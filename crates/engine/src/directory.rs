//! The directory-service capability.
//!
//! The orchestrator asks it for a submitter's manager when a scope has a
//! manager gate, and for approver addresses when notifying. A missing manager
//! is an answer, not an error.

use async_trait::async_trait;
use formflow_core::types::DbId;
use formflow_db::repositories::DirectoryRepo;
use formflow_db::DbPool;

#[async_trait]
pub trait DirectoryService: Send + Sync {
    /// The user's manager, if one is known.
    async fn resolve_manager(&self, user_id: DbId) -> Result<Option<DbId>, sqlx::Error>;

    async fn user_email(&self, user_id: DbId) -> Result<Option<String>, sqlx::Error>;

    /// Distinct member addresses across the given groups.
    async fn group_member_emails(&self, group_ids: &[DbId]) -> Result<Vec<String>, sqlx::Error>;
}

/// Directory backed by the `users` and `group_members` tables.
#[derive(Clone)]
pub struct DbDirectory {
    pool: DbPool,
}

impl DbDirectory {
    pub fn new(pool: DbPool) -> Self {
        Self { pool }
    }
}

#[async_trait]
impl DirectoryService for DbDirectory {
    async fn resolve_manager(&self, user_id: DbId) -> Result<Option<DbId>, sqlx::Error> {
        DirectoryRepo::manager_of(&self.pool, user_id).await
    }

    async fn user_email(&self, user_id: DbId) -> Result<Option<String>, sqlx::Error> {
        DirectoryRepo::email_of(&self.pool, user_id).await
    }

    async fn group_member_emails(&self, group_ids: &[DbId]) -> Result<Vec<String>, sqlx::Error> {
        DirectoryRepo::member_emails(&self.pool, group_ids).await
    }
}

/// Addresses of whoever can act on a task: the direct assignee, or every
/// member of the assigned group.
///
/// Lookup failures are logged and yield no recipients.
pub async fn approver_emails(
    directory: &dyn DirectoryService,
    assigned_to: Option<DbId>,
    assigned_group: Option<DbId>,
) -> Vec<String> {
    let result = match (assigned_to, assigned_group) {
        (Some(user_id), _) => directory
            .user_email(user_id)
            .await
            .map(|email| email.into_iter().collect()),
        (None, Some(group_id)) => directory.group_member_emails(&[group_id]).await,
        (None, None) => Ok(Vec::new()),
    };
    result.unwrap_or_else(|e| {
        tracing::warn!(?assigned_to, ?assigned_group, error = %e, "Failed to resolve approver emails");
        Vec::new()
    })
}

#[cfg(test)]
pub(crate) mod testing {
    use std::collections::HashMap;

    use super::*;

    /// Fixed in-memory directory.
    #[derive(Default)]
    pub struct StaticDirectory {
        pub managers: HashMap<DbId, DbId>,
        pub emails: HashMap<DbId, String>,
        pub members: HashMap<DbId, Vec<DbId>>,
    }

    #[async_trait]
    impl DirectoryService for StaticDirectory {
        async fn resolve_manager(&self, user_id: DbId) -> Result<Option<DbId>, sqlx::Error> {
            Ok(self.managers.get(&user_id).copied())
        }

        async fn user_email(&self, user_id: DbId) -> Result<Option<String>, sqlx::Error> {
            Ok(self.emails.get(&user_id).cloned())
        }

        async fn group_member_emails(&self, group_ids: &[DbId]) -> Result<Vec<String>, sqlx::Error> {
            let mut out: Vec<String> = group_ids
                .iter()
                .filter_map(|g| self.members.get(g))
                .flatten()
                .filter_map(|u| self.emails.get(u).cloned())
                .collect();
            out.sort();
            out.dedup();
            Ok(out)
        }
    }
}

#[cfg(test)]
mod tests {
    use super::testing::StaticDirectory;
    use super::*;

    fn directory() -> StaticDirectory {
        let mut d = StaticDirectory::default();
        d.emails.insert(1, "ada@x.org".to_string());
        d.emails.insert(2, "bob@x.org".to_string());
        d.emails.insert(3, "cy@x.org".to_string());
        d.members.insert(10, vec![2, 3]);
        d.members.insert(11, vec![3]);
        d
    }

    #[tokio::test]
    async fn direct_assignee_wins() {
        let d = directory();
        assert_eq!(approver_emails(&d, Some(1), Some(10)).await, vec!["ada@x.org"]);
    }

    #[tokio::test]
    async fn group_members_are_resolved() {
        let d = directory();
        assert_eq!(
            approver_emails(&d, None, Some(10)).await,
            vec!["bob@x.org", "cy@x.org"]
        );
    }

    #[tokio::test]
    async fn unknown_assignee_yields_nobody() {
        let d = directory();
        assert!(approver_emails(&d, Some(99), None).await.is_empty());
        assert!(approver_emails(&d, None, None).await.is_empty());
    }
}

# ACTION ITEM
If a line in the records above has the word "struct", copy it.

# SOLUTION BELOW
pub struct DbDirectory {
    pub struct StaticDirectory {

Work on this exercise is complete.